* [REQUIREMENT]:
Within the listing below, please show every line carrying the string "buffers".

* [DATA FOR THIS TASK]:
_ _ _

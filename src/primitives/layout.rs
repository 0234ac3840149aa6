//! Flat index mapping for the output buffers.
//!
//! ## Purpose
//!
//! The accumulator and counts arrays are handed back as flat buffers in the
//! column-major layout downstream consumers expect. This module owns the pure
//! functions mapping logical indices to flat offsets, so the numeric loops
//! never do index arithmetic themselves.
//!
//! ## Key concepts
//!
//! * **Logical shape**: accumulator `[Sy, Sx, Ss, Sa, 4]`, counts `[Sy, Sx, Ss, 3]`,
//!   first index fastest.
//! * **Y inversion**: buffer row 0 holds the *last* Y candidate, so a logical
//!   `gy` is stored at `Sy - 1 - gy`.
//!
//! ## Invariants
//!
//! * Both layouts are bijections from their logical index space onto `0..len()`.
//! * Offsets for one (x, y, sigma) cell never coincide with another cell's.

// Internal dependencies
use crate::primitives::bins::{BIN_COUNT, DistanceBin, SLOT_COUNT, Slot};

// ============================================================================
// Grid Shape
// ============================================================================

/// Sizes of the four candidate axes.
#[derive(Debug, Clone, Copy, PartialEq, Eq, Default)]
#[cfg_attr(feature = "serde", derive(serde::Serialize, serde::Deserialize))]
pub struct GridShape {
    /// Number of X candidates.
    pub x: usize,
    /// Number of Y candidates.
    pub y: usize,
    /// Number of sigma candidates.
    pub sigma: usize,
    /// Number of amplitude candidates.
    pub amplitude: usize,
}

impl GridShape {
    /// Create a shape from axis lengths.
    pub const fn new(x: usize, y: usize, sigma: usize, amplitude: usize) -> Self {
        Self {
            x,
            y,
            sigma,
            amplitude,
        }
    }

    /// Number of (x, y, sigma) cells.
    #[inline]
    pub const fn cell_count(&self) -> usize {
        self.x * self.y * self.sigma
    }

    /// Whether any axis is empty.
    #[inline]
    pub const fn is_empty(&self) -> bool {
        self.cell_count() == 0 || self.amplitude == 0
    }

    /// Offset of the (x, y, sigma) cell within one slot plane, Y inverted.
    #[inline]
    const fn plane_offset(&self, gx: usize, gy: usize, s: usize) -> usize {
        (self.y - 1 - gy) + gx * self.y + s * self.y * self.x
    }
}

// ============================================================================
// Accumulator Layout
// ============================================================================

/// Index mapping for the 5-D accumulator `[Sy, Sx, Ss, Sa, 4]`.
#[derive(Debug, Clone, Copy, PartialEq, Eq)]
pub struct AccumulatorLayout {
    shape: GridShape,
}

impl AccumulatorLayout {
    /// Layout for the given grid shape.
    pub const fn new(shape: GridShape) -> Self {
        Self { shape }
    }

    /// Total number of elements.
    #[inline]
    pub const fn len(&self) -> usize {
        self.shape.cell_count() * self.shape.amplitude * SLOT_COUNT
    }

    /// Logical dimensions in storage order.
    pub const fn dims(&self) -> [usize; 5] {
        [
            self.shape.y,
            self.shape.x,
            self.shape.sigma,
            self.shape.amplitude,
            SLOT_COUNT,
        ]
    }

    /// Flat offset of `(gx, gy, s, a, slot)`.
    ///
    /// ```text
    /// (Sy-1-gy) + gx*Sy + s*Sy*Sx + a*Sy*Sx*Ss + slot*Sy*Sx*Ss*Sa
    /// ```
    #[inline]
    pub const fn offset(&self, gx: usize, gy: usize, s: usize, a: usize, slot: Slot) -> usize {
        let plane = self.shape.cell_count();
        self.shape.plane_offset(gx, gy, s)
            + a * plane
            + slot.index() * plane * self.shape.amplitude
    }
}

// ============================================================================
// Counts Layout
// ============================================================================

/// Index mapping for the 4-D counts array `[Sy, Sx, Ss, 3]`.
#[derive(Debug, Clone, Copy, PartialEq, Eq)]
pub struct CountsLayout {
    shape: GridShape,
}

impl CountsLayout {
    /// Layout for the given grid shape.
    pub const fn new(shape: GridShape) -> Self {
        Self { shape }
    }

    /// Total number of elements.
    #[inline]
    pub const fn len(&self) -> usize {
        self.shape.cell_count() * BIN_COUNT
    }

    /// Logical dimensions in storage order.
    pub const fn dims(&self) -> [usize; 4] {
        [self.shape.y, self.shape.x, self.shape.sigma, BIN_COUNT]
    }

    /// Flat offset of `(gx, gy, s, bin)`.
    ///
    /// ```text
    /// (Sy-1-gy) + gx*Sy + s*Sy*Sx + bin*Sy*Sx*Ss
    /// ```
    #[inline]
    pub const fn offset(&self, gx: usize, gy: usize, s: usize, bin: DistanceBin) -> usize {
        self.shape.plane_offset(gx, gy, s) + bin.index() * self.shape.cell_count()
    }
}
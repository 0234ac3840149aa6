//! # residual-grid: grid-search residual evaluation for point-source deformation
//!
//! Exhaustive scoring of a parametric point-source deformation model against
//! observed displacement time series.
//!
//! ## What does it compute?
//!
//! Each observation point `i` at `(x_i, y_i)` carries a displacement series
//! `d[k, i]` on a shared time axis `t[k]`. A candidate source at `(X, Y)` with
//! spatial width `σ` and decay rate `A` predicts
//!
//! ```text
//! fit(k, i) = -A · t[k] · exp(-dist_i² / (2σ²))
//! ```
//!
//! For every combination of candidate X, Y, σ and A, the crate measures how
//! well that prediction matches the observations:
//!
//! 1. Observations within 3σ of `(X, Y)` are sorted into three annuli:
//!    `near` (≤ 1σ), `mid` (≤ 2σ) and `far` (≤ 3σ). Points beyond 3σ are ignored.
//! 2. For each amplitude, every in-range observation gets a time-averaged
//!    scaled residual `mean_k min(1, |fit - d| / max(|fit|, |d|))` in [0, 1].
//! 3. Residuals are averaged per annulus. An empty annulus scores 1.0.
//! 4. The three annulus scores are averaged into a combined score.
//!
//! Lower is better. The search is exhaustive over the supplied grid; there is
//! no optimizer.
//!
//! ## Quick Start
//!
//! ```rust
//! use residual_grid::prelude::*;
//!
//! // One observation at the origin, one time sample.
//! let x = vec![0.0];
//! let y = vec![0.0];
//! let t = vec![1.0];
//! let d = vec![-0.5];
//!
//! let search = GridSearch::new()
//!     .x_axis(vec![0.0])
//!     .y_axis(vec![0.0])
//!     .sigma_axis(vec![1.0])
//!     .amplitude_axis(vec![0.5])
//!     .build()?;
//!
//! let result = search.evaluate(&x, &y, &t, &d)?;
//!
//! assert_eq!(result.value(0, 0, 0, 0, Slot::NEAR), 0.0);
//! assert_eq!(result.count(0, 0, 0, DistanceBin::Near), 1);
//! println!("{}", result);
//! # Result::<(), GridError>::Ok(())
//! ```
//!
//! ```text
//! Summary:
//!   Candidates: x=1 y=1 sigma=1 amplitude=1 (1 cells)
//!   Accumulator: [1, 1, 1, 1, 4]
//!
//! Best Fit:
//!   x:         0.0000
//!   y:         0.0000
//!   sigma:     1.0000
//!   amplitude: 0.5000
//!   residual:  0.666667
//! ```
//!
//! ## Output Layout
//!
//! The flat buffers in [`GridResult`](prelude::GridResult) follow the
//! column-major layout expected by downstream array consumers:
//!
//! | Buffer        | Logical shape          | Last index                       |
//! |---------------|------------------------|----------------------------------|
//! | `accumulator` | `[Sy, Sx, Ss, Sa, 4]`  | near, mid, far, average          |
//! | `counts`      | `[Sy, Sx, Ss, 3]`      | near, mid, far                   |
//!
//! The first index varies fastest, and the Y axis is stored **reversed**:
//! buffer row 0 holds the last Y candidate. Use `value()` and `count()` to read
//! by logical index without worrying about either detail.
//!
//! ## Parameters
//!
//! | Parameter                  | Default        | Options                    | Description                                 |
//! |----------------------------|----------------|----------------------------|---------------------------------------------|
//! | **x_axis / y_axis**        | required       | finite values              | Candidate source positions                  |
//! | **sigma_axis**             | required       | finite, > 0                | Candidate spatial decay widths              |
//! | **amplitude_axis**         | required       | finite values              | Candidate decay rates (sign applied inside) |
//! | **zero_residual_policy**   | `Zero`         | `Zero`, `Propagate`        | Residual when model and data are both 0     |
//! | **displacement_layout**    | `SeriesMajor`  | `SeriesMajor`, `TimeMajor` | Storage order of the `T x N` matrix         |
//! | **backend**                | `Sequential`   | `Sequential`, `Parallel`   | Grid traversal                              |
//! | **verbose**                | false          | true/false                 | Log axis ranges and timing at `info`        |
//!
//! ## Units
//!
//! Units must be consistent: if displacements are in mm and times in months,
//! amplitudes are in mm/month. Coordinates, X/Y candidates and sigma share a
//! length unit.
//!
//! ## Zero/zero samples
//!
//! When the modeled and observed values are both exactly zero, the scaled
//! residual is 0/0. With the default `ZeroResidualPolicy::Zero` such a sample
//! counts as a perfect match; `Propagate` keeps it as NaN so it surfaces in the
//! output. Omit `t = 0` from the time axis: the model is zero there.
//!
//! ## Parallel Execution
//!
//! With the default `parallel` feature, `Backend::Parallel` evaluates cells on
//! the rayon thread pool. Cells are independent and each performs the same
//! arithmetic as in sequential mode, so both backends produce bit-identical
//! buffers.
//!
//! ## Logging
//!
//! Diagnostics are emitted as `tracing` events. The library installs no
//! subscriber; attach one (e.g. `tracing-subscriber`) to see them.

#![deny(missing_docs)]

// ============================================================================
// Internal Modules
// ============================================================================

// Layer 1: Primitives - data structures and basic utilities.
//
// Contains errors, distance bins, flat index layouts, input views,
// output buffers and the backend enum.
mod primitives;

// Layer 2: Math - pure mathematical functions.
//
// Contains squared distance, the Gaussian kernel and the scaled residual.
mod math;

// Layer 3: Algorithms - the residual evaluation.
//
// Contains distance classification, the temporal fit and single-cell
// accumulation and normalization.
mod algorithms;

// Layer 4: Engine - orchestration and execution control.
//
// Contains input validation, grid traversal and result assembly.
mod engine;

// Layer 5: Adapters - execution adapters.
//
// Contains the batch evaluator wrapping validation, allocation and execution.
mod adapters;

// High-level fluent API.
//
// Provides the `GridSearch` builder.
mod api;

// ============================================================================
// Prelude
// ============================================================================

/// Standard prelude.
///
/// This module is intended to be wildcard-imported for convenient access
/// to the most commonly used types:
///
/// ```
/// use residual_grid::prelude::*;
/// ```
pub mod prelude {
    pub use crate::api::{
        Backend, BestFit, DisplacementLayout, DistanceBin, GridError, GridEvaluator, GridResult,
        GridSearchBuilder as GridSearch, GridShape, Slot, ZeroResidualPolicy,
    };
}

// ============================================================================
// Testing re-exports
// ============================================================================

/// Internal modules for development and testing.
///
/// This module re-exports internal modules for development and testing purposes.
/// It is only available with the `dev` feature enabled.
///
/// **Warning**: These are internal implementation details and may change without notice.
/// Do not use in production code.
#[cfg(feature = "dev")]
pub mod internals {
    /// Internal primitive types and utilities.
    pub mod primitives {
        pub use crate::primitives::*;
    }
    /// Internal math functions.
    pub mod math {
        pub use crate::math::*;
    }
    /// Internal core algorithms.
    pub mod algorithms {
        pub use crate::algorithms::*;
    }
    /// Internal execution engine.
    pub mod engine {
        pub use crate::engine::*;
    }
    /// Internal adapters.
    pub mod adapters {
        pub use crate::adapters::*;
    }
    /// Internal API.
    pub mod api {
        pub use crate::api::*;
    }
}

_ _ _

* [OUTPUT OF THE TASK]:
//! Flat index mapping for the output buffers.
//! The accumulator and counts arrays are handed back as flat buffers in the
//! The flat buffers in [`GridResult`](prelude::GridResult) follow the
//! buffers.
// output buffers and the backend enum.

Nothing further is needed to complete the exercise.